WITH "8.37" as rawNumeric
RETURN toFloat(rawNumeric) * 1000000 AS numeric
我们期望返回 8370000
,但没有!让我们尝试使用 APOC 函数进行相同的计算。
WITH "8.37" as rawNumeric
RETURN apoc.number.exact.mul(rawNumeric,"1000000") AS apocConversion
这有效,但它仍然是一个字符串,因此我们需要将其转换回数值。
WITH "8.37" as rawNumeric
RETURN toFloat(apoc.number.exact.mul(rawNumeric,"1000000")) AS apocConversion
现在,我们准备查询图。
最昂贵的转会
我们将从查找最昂贵的转会开始。
MATCH (transfer:Transfer)-[:OF_PLAYER]->(player),
(from)<-[:FROM_CLUB]-(transfer)-[:TO_CLUB]->(to)
RETURN player.name, from.name, to.name, transfer.numericFee
ORDER BY transfer.numericFee DESC
LIMIT 10
来自球队的转会
现在,让我们缩小范围,查找涉及特定球队的转会。
MATCH (from:Club)<-[:FROM_CLUB]-(transfer:Transfer)-[:TO_CLUB]->(to:Club),
(transfer)-[:OF_PLAYER]->(player)
WHERE from.name = "FC Barcelona"
RETURN player.name, to.name, transfer.numericFee, transfer.season
ORDER BY transfer.numericFee DESC
脱欧意味着脱欧
在当今的脱欧时代,我们可以编写一个查询来查找英格兰球员在英格兰球队之间的转会。
MATCH (to:Club)<-[:TO_CLUB]-(t:Transfer)-[:FROM_CLUB]-(from:Club),
(t)-[:OF_PLAYER]->(player:Player)-[:PLAYS_FOR]->(country),
(to)-[:PART_OF]->(country:Country)<-[:PART_OF]-(from)
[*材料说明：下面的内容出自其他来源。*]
//! ClientQuery wire codec
//!
//! Pure helpers for the `key=value` record format: value escaping, entity
//! and record parsing, status terminators and command encoding.
//!
//! ```text
//! clid=5 cid=1 client_nickname=Ana\sB|clid=6 cid=1 client_nickname=Bo
//! error id=0 msg=ok
//! ```

use std::collections::HashMap;
use std::fmt;

/// Prefix of the status record that terminates every command response
pub const STATUS_PREFIX: &str = "error id=";

/// Prefix shared by every unsolicited notification record
pub const NOTIFY_PREFIX: &str = "notify";

/// Escape a field value for the wire
pub fn escape(value: &str) -> String {
    let mut out = String::with_capacity(value.len());
    for c in value.chars() {
        match c {
            '\\' => out.push_str("\\\\"),
            '/' => out.push_str("\\/"),
            ' ' => out.push_str("\\s"),
            '|' => out.push_str("\\p"),
            '\n' => out.push_str("\\n"),
            other => out.push(other),
        }
    }
    out
}

/// Reverse [`escape`] in a single pass
///
/// `\t` and `\r` are also decoded since the voice client emits them.
/// Unknown sequences pass through untouched.
pub fn unescape(value: &str) -> String {
    let mut out = String::with_capacity(value.len());
    let mut chars = value.chars();
    while let Some(c) = chars.next() {
        if c != '\\' {
            out.push(c);
            continue;
        }
        match chars.next() {
            Some('s') => out.push(' '),
            Some('p') => out.push('|'),
            Some('n') => out.push('\n'),
            Some('/') => out.push('/'),
            Some('\\') => out.push('\\'),
            Some('t') => out.push('\t'),
            Some('r') => out.push('\r'),
            Some(other) => {
                out.push('\\');
                out.push(other);
            }
            None => out.push('\\'),
        }
    }
    out
}

/// One `|`-delimited group of decoded `key=value` fields
#[derive(Debug, Clone, Default, PartialEq, Eq)]
pub struct Entity {
    fields: HashMap<String, String>,
}

impl Entity {
    /// Raw value of `key`, if present
    pub fn get(&self, key: &str) -> Option<&str> {
        self.fields.get(key).map(String::as_str)
    }

    /// Value of `key`, or `""` when absent
    pub fn value(&self, key: &str) -> &str {
        self.get(key).unwrap_or("")
    }

    /// `true` when the field is present and equals `"1"`
    pub fn flag(&self, key: &str) -> Option<bool> {
        self.get(key).map(|v| v == "1")
    }

    /// Check if the field is present
    pub fn contains(&self, key: &str) -> bool {
        self.fields.contains_key(key)
    }

    /// Set a field
    pub fn insert(&mut self, key: impl Into<String>, value: impl Into<String>) {
        self.fields.insert(key.into(), value.into());
    }

    /// Copy over every field of `base` this entity does not carry itself
    pub fn inherit(&mut self, base: &Entity) {
        for (k, v) in &base.fields {
            self.fields.entry(k.clone()).or_insert_with(|| v.clone());
        }
    }

    /// Check if the entity has no fields
    pub fn is_empty(&self) -> bool {
        self.fields.is_empty()
    }
}

impl FromIterator<(String, String)> for Entity {
    fn from_iter<I: IntoIterator<Item = (String, String)>>(iter: I) -> Self {
        Self {
            fields: iter.into_iter().collect(),
        }
    }
}

/// Parse one entity; tokens without `=` are ignored
pub fn parse_entity(text: &str) -> Entity {
    text.split_whitespace()
        .filter_map(|token| token.split_once('='))
        .map(|(k, v)| (k.to_string(), unescape(v)))
        .collect()
}

/// Parse a record into its `|`-separated entities
pub fn parse_record(text: &str) -> Vec<Entity> {
    text.split('|').map(parse_entity).collect()
}

/// Terminating `error id=<n> msg=<text>` record
#[derive(Debug, Clone, PartialEq, Eq)]
pub struct Status {
    pub id: u32,
    pub msg: String,
}

impl Status {
    /// Success status
    pub fn ok() -> Self {
        Self {
            id: 0,
            msg: "ok".to_string(),
        }
    }

    /// Parse a status record, `None` if the line is something else
    pub fn parse(line: &str) -> Option<Self> {
        if !line.starts_with(STATUS_PREFIX) {
            return None;
        }
        let entity = parse_entity(line);
        let id = entity.get("id")?.parse().ok()?;
        Some(Self {
            id,
            msg: entity.value("msg").to_string(),
        })
    }

    /// Check if this is `id=0`
    pub fn is_ok(&self) -> bool {
        self.id == 0
    }
}

impl fmt::Display for Status {
    fn fmt(&self, f: &mut fmt::Formatter<'_>) -> fmt::Result {
        write!(f, "error id={} msg={}", self.id, self.msg)
    }
}

/// Whether a record is an unsolicited notification
pub fn is_notification(line: &str) -> bool {
    line.starts_with(NOTIFY_PREFIX)
}

/// Command line builder
///
/// Values are escaped; flags are emitted as-is.
#[derive(Debug, Clone, PartialEq, Eq)]
pub struct Command {
    name: String,
    parts: Vec<String>,
}

impl Command {
    /// Start a command with no arguments
    pub fn new(name: impl Into<String>) -> Self {
        Self {
            name: name.into(),
            parts: Vec::new(),
        }
    }

    /// Add an escaped `key=value` argument
    pub fn arg(mut self, key: &str, value: impl AsRef<str>) -> Self {
        self.parts
            .push(format!("{}={}", key, escape(value.as_ref())));
        self
    }

    /// Add a `-flag` option
    pub fn flag(mut self, flag: &str) -> Self {
        self.parts.push(format!("-{}", flag));
        self
    }

    /// Render the wire line, without the newline
    pub fn to_wire(&self) -> String {
        let mut line = self.name.clone();
        for part in &self.parts {
            line.push(' ');
            line.push_str(part);
        }
        line
    }
}

impl fmt::Display for Command {
    fn fmt(&self, f: &mut fmt::Formatter<'_>) -> fmt::Result {
        // Never leak credentials into logs
        if self.name == "auth" {
            return write!(f, "auth apikey=***");
        }
        write!(f, "{}", self.to_wire())
    }
}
WHERE country.name = "England"
RETURN player.name, from.name, to.name, t.numericFee, t.season
ORDER BY t.numericFee DESC
LIMIT 10
我们也可以轻松地更改国家,查看其他国家/地区的转会。
转会影响最大的球员
我们还可以编写一个聚合查询,以查找花费最多转会费的球员。
MATCH (t:Transfer)-[:OF_PLAYER]->(p:Player)
WITH p, sum(t.numericFee) as moneyTrace, COUNT(*) AS numberOfTransfers
RETURN p.name, apoc.number.format(moneyTrace), numberOfTransfers
ORDER BY moneyTrace desc
LIMIT 10
相邻转会
到目前为止,我们的查询并不是特别图形化。我们执行了一些包含多个连接的查询,但我们还没有真正利用图的强大功能。
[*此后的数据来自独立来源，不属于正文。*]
//! Connection settings
//!
//! `ConnectConfig` is owned by the presentation side and re-read at every
//! connect; `EngineConfig` holds the engine's timing knobs.

use std::time::Duration;

use serde::{Deserialize, Serialize};

use crate::backoff::{DEFAULT_INITIAL_DELAY, DEFAULT_MAX_DELAY};
use crate::query::DEFAULT_RESPONSE_TIMEOUT;

/// The voice client always listens locally
pub const DEFAULT_HOST: &str = "127.0.0.1";

/// ClientQuery default port
pub const DEFAULT_PORT: u16 = 25639;

/// Environment variable holding the API key
pub const API_KEY_ENV: &str = "VOICE_ROSTER_API_KEY";

/// Environment variable overriding the port
pub const PORT_ENV: &str = "VOICE_ROSTER_PORT";

/// Where and how to connect
#[derive(Debug, Clone, PartialEq, Eq, Serialize, Deserialize)]
pub struct ConnectConfig {
    pub host: String,
    pub port: u16,
    pub api_key: String,
}

impl Default for ConnectConfig {
    fn default() -> Self {
        Self {
            host: DEFAULT_HOST.to_string(),
            port: DEFAULT_PORT,
            api_key: String::new(),
        }
    }
}

impl ConnectConfig {
    /// Build from `[api_key] [port]` arguments, then environment, then defaults
    pub fn from_sources<I>(args: I, env: impl Fn(&str) -> Option<String>) -> Result<Self, String>
    where
        I: IntoIterator<Item = String>,
    {
        let mut args = args.into_iter();
        let api_key = args
            .next()
            .or_else(|| env(API_KEY_ENV))
            .unwrap_or_default();

        let port = match args.next().or_else(|| env(PORT_ENV)) {
            Some(raw) => raw
                .parse()
                .map_err(|_| format!("invalid port '{}'", raw))?,
            None => DEFAULT_PORT,
        };

        Ok(Self {
            host: DEFAULT_HOST.to_string(),
            port,
            api_key,
        })
    }
}

/// Engine timing knobs
#[derive(Debug, Clone)]
pub struct EngineConfig {
    pub connect_timeout: Duration,
    /// Quiet period that ends the greeting banner
    pub banner_wait: Duration,
    pub response_timeout: Duration,
    /// Wait per notification read while streaming
    pub poll_interval: Duration,
    /// Consecutive empty polls before the connection counts as stale
    pub max_empty_reads: u32,
    /// Consecutive handler faults before the connection counts as stale
    pub max_handler_faults: u32,
    pub backoff_initial: Duration,
    pub backoff_max: Duration,
    /// Base delay between `clientinfo` retries during name resolution
    pub name_retry_delay: Duration,
}

impl Default for EngineConfig {
    fn default() -> Self {
        Self {
            connect_timeout: Duration::from_secs(8),
            banner_wait: Duration::from_millis(500),
            response_timeout: DEFAULT_RESPONSE_TIMEOUT,
            poll_interval: Duration::from_secs(1),
            max_empty_reads: 30,
            max_handler_faults: 10,
            backoff_initial: DEFAULT_INITIAL_DELAY,
            backoff_max: DEFAULT_MAX_DELAY,
            name_retry_delay: Duration::from_millis(100),
        }
    }
}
我们可以通过在涉及单个球员的相邻转会之间引入 NEXT
关系来实现这一点。运行以下查询。
MATCH (p:Player)<-[:OF_PLAYER]-(transfer)
WHERE transfer.numericFee > 0
WITH p, transfer
ORDER BY p.name, transfer.timestamp
WITH p, collect(transfer) AS transfers
WHERE size(transfers) > 1
UNWIND range(0, size(transfers)-2) AS idx
WITH transfers[idx] AS t1, transfers[idx+1] AS t2
MERGE (t1)-[:NEXT]->(t2)
赚取利润最多
现在,我们可以编写一个查询来查看哪个俱乐部在球员身上赚取了最多的利润。
MATCH (p:Player)<-[:OF_PLAYER]-(t1)-[:NEXT]->(t2),
(initial)<-[:FROM_CLUB]-(t1)-[:TO_CLUB]->(club1)<-[:FROM_CLUB]-(t2)-[:TO_CLUB]->(club2)
WHERE none(t in [t1, t2] where t:Loan)
RETURN p.name as player, club1.name AS profitMaker , initial.name as buysFrom, club2.name AS sellsTo, t2.numericFee - t1.numericFee as profit, (t2.timestamp - t1.timestamp) / 60 / 60 / 24 AS daysAtClub
ORDER BY profit DESC
每天的利润
然后,我们可以更进一步,计算出俱乐部拥有球员的每一天赚取了多少利润。
MATCH (p:Player)<-[:OF_PLAYER]-(t1)-[:NEXT]->(t2),
(club0)<-[:FROM_CLUB]-(t1)-[:TO_CLUB]->(club1)<-[:FROM_CLUB]-(t2)-[:TO_CLUB]->(club2)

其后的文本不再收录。